54gene’s empowerment on the matter and Bost’s appointment from her legal role as interim CEO raises arbitrary questions and leaves room for interpretation leaning toward these allegations, especially as both co-founders resigned a few weeks apart. names. However, in an email to australiabusinessblog.com, the company subtly argues that Osifo’s layoff had been going on for a while and was unrelated to this month’s activities, while Bost, who was hired last September, was what 54gene needed — with the support of COO Delali Attipu – for the next stage.
“Teresia is a versatile executive with deep experience in the global pharmaceutical and biotech industries, leading global teams and overseeing corporate governance,” the company said. “These skills, combined with her broad experience in managing business operations and translating complex regulatory requirements, will be invaluable at the helm of 54gene in this next phase of the business. Delali and Teresia will make a great team that together will strengthen 54gene’s position as the genomics leader in the industry.”

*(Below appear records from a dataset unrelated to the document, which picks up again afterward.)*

// Leadflow Engine - Admission control
//
// Guards the per-workflow execution budgets before a new execution starts.
// Rolling one-hour and one-day windows; a match beyond either budget is
// rejected, never queued. Counters reset when their window elapses.

use std::time::{Duration, Instant};

use dashmap::DashMap;
use parking_lot::Mutex;
use tracing::warn;

use leadflow_core::{LeadflowError, LeadflowResult, WorkflowLimits};

const HOUR: Duration = Duration::from_secs(3600);
const DAY: Duration = Duration::from_secs(86400);

struct WindowState {
    hour_started: Instant,
    hour_count: u32,
    day_started: Instant,
    day_count: u32,
}

impl WindowState {
    fn new(now: Instant) -> Self {
        Self {
            hour_started: now,
            hour_count: 0,
            day_started: now,
            day_count: 0,
        }
    }

    fn roll(&mut self, now: Instant) {
        if now.duration_since(self.hour_started) >= HOUR {
            self.hour_started = now;
            self.hour_count = 0;
        }
        if now.duration_since(self.day_started) >= DAY {
            self.day_started = now;
            self.day_count = 0;
        }
    }
}

/// Per-workflow execution budget guard
#[derive(Default)]
pub struct AdmissionController {
    windows: DashMap<String, Mutex<WindowState>>,
}

impl AdmissionController {
    pub fn new() -> Self {
        Self {
            windows: DashMap::new(),
        }
    }

    /// Check the workflow's budgets and consume one slot on success
    pub fn try_admit(&self, workflow_id: &str, limits: &WorkflowLimits) -> LeadflowResult<()> {
        let now = Instant::now();
        let entry = self
            .windows
            .entry(workflow_id.to_string())
            .or_insert_with(|| Mutex::new(WindowState::new(now)));
        let mut state = entry.lock();

        state.roll(now);

        if state.hour_count >= limits.max_executions_per_hour {
            warn!(workflow = %workflow_id, "Hourly execution budget exhausted");
            return Err(LeadflowError::AdmissionRejected {
                workflow_id: workflow_id.to_string(),
                reason: format!(
                    "hourly budget of {} executions exhausted",
                    limits.max_executions_per_hour
                ),
            });
        }
        if state.day_count >= limits.max_executions_per_day {
            warn!(workflow = %workflow_id, "Daily execution budget exhausted");
            return Err(LeadflowError::AdmissionRejected {
                workflow_id: workflow_id.to_string(),
                reason: format!(
                    "daily budget of {} executions exhausted",
                    limits.max_executions_per_day
                ),
            });
        }

        state.hour_count += 1;
        state.day_count += 1;
        Ok(())
    }
}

Meanwhile, 54gene stated that his ex-chief executive “will continue to support the company in its plans for the future, such as strategic partnerships and fundraising,” without explaining why he resigned.
However, according to several people aware of the events at the company, the terms of 54gene’s new deal contributed to Ene-Obong’s resignation. They say Ene-Obong — who retained his position on 54gene’s board of directors while transitioning to a new role as a senior advisor — may have resigned as CEO in protest at 54gene’s new valuation and liquidation preference offered by investors in the bridging round. It is speculated that some investors also tried to replicate the company’s previous price round to gain more shares, while diluting those of its founders and other investors. 54gene declined to comment on the matter.
The fact that 54gene had to arrange a bridging round internally despite raising more than $45 million in the past three years is a reminder that biotech projects are very capital intensive – for example, it costs about $700 to sequence a human genome (a of 54gene’s key procedures). Typically, biotech companies put investors’ money into research while thinking about revenue later, and 54gene is no different. Still, the way genome startup is aggressively cutting costs by laying off staff in two batches — and closing the clinical diagnostic arm — is somewhat troubling, despite the obvious effects of the pandemic. This current crisis, coupled with the arduous task ahead of the company, has also left many tech observers questioning whether current and past executives can keep the moonshot project afloat long enough to generate substantial revenue, let alone build a solid business.